Ourense, Las Vegas

Isaac Pedrouzo ESTO NO ES OREGÓN

OURENSE CIUDAD

13 ago 2017 . Actualizado a las 18:18 h.

Algunas veces, más de las que quisiera, me gustaría echarle la culpa de todo a quien quiera que fuese que nos convenció de llamar a nuestra tierra Galifornia. Quizás fue el mismo que tras ver en la vieja matrícula de los coches en Ourense las letras OR, decidió que sería gracioso renombrarlo como Oregón. Pero no amigos, esto no es Oregón. Esto es mucho mejor. Quizás funcionaba a modo de tendencia moderna eso de americanizarse, y de repente, durante los noventa, la mayoría de los bares se llamaban Hilton, New York o Manhattan. En aquella época uno se dejaba seducir por la cultura yankee, y pudo ser eso lo que nos llevó a decidirnos por el restaurante Las Vegas para jugar al amor entre botellas de vino en la cena de fin de curso. No necesitábamos a Google. El nombre era suficiente. Un menú sencillo: ibéricos, langostinos y cordero; Vino, café y postre. Todo por mil pesetas.
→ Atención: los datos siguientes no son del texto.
// Author: Dustin Pilgrim
// License: MIT

use std::path::PathBuf;

use tokio::sync::{mpsc, oneshot};

use super::request;
use crate::core::daemon_msg::DaemonMsg;

/// `export <dest>`: copy the time log to `dest` and delete the original.
pub async fn handle_export(tx: &mpsc::Sender<DaemonMsg>, args: &str) -> String {
    if args.is_empty() {
        return "ERROR: usage: dwell export <dest>".to_string();
    }

    let dest = PathBuf::from(args);
    if !dest.is_absolute() {
        return format!("ERROR: destination must be absolute: {args}");
    }

    request(tx, |reply| DaemonMsg::Export { dest, reply }).await
}

/// `log-path`: where the time log lives.
pub async fn handle_log_path(tx: &mpsc::Sender<DaemonMsg>) -> String {
    match log_path(tx).await {
        Ok(path) => path.display().to_string(),
        Err(e) => format!("ERROR: {e}"),
    }
}

/// Asks the daemon loop for the current time log path.
pub(super) async fn log_path(tx: &mpsc::Sender<DaemonMsg>) -> Result<PathBuf, String> {
    let (reply_tx, reply_rx) = oneshot::channel();
    if tx.send(DaemonMsg::LogPath { reply: reply_tx }).await.is_err() {
        return Err("daemon not running".to_string());
    }

    reply_rx
        .await
        .map_err(|_| "No response from daemon".to_string())
}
En un intento demasiado optimista nos reunimos antes de la cena con la esperanza de que la cerveza acabase con el miedo ingenuo, tierno e inevitable que flotaba entre sexos, aunque ahora, desde el amparo del paso del tiempo, puedo reconocer que los atemorizados éramos nosotros. No ellas. Todos dejaron el temor en el fondo de los vasos de caña, incluso hubo quien dejó la dignidad, y dispusimos que la mejor idea para que todo saliese espontáneo era sortear cada silla al azar, dejando así que el destino, siempre presumiendo de tener todos los posibles finales ya escritos, resolviese con su modo aleatorio de mentira aquel final. Sobre la interminable mesa nos esperaban los ibéricos, que en realidad no eran más que algunas lonchas de mortadela con aceitunas adornadas a base de deshechos de jamón serrano, y justo a su lado dos langostinos por cabeza.

Llené mi copa de vino con porsiacasos un número incontable de veces, tantas que respondí con decenas de ignorantes «perdona» a todas las patadas pretenciosas que ella me daba por debajo de la mesa, desconocedor de que el desenlace sería otro de habérselas devuelto. Al menos solo la segunda. Las Vegas se convirtió entonces en un sótano lleno de luces de colores. Una roja te enseñaba la posibilidad del beso, una verde señalaba cada botella de vino que llegaba a la mesa, y de repente otra luz, casi azul me enfocaba a mí, espectador ebrio, incapaz, inmóvil, pensando que la vida no debía de tener mucha prisa por acabar. Casi nadie se comió el cordero, unos por desconfianza, otras porque no querían que el morreo terminase nunca, y el resto de comensales solo giraban la cabeza en busca de la luz verde y la roja.

Pedimos la cuenta con los números hechos de antemano, con la cantidad de dinero justa sobre el precio acordado, pero cuando a trompicones llegué a la barra el dueño farfulló que habíamos bebido el triple de vino de lo normal, que el precio había subido. Le di mis otras mil pesetas, las de las copas de después, y nos fuimos.

Galifornia ni siquiera como hashtag.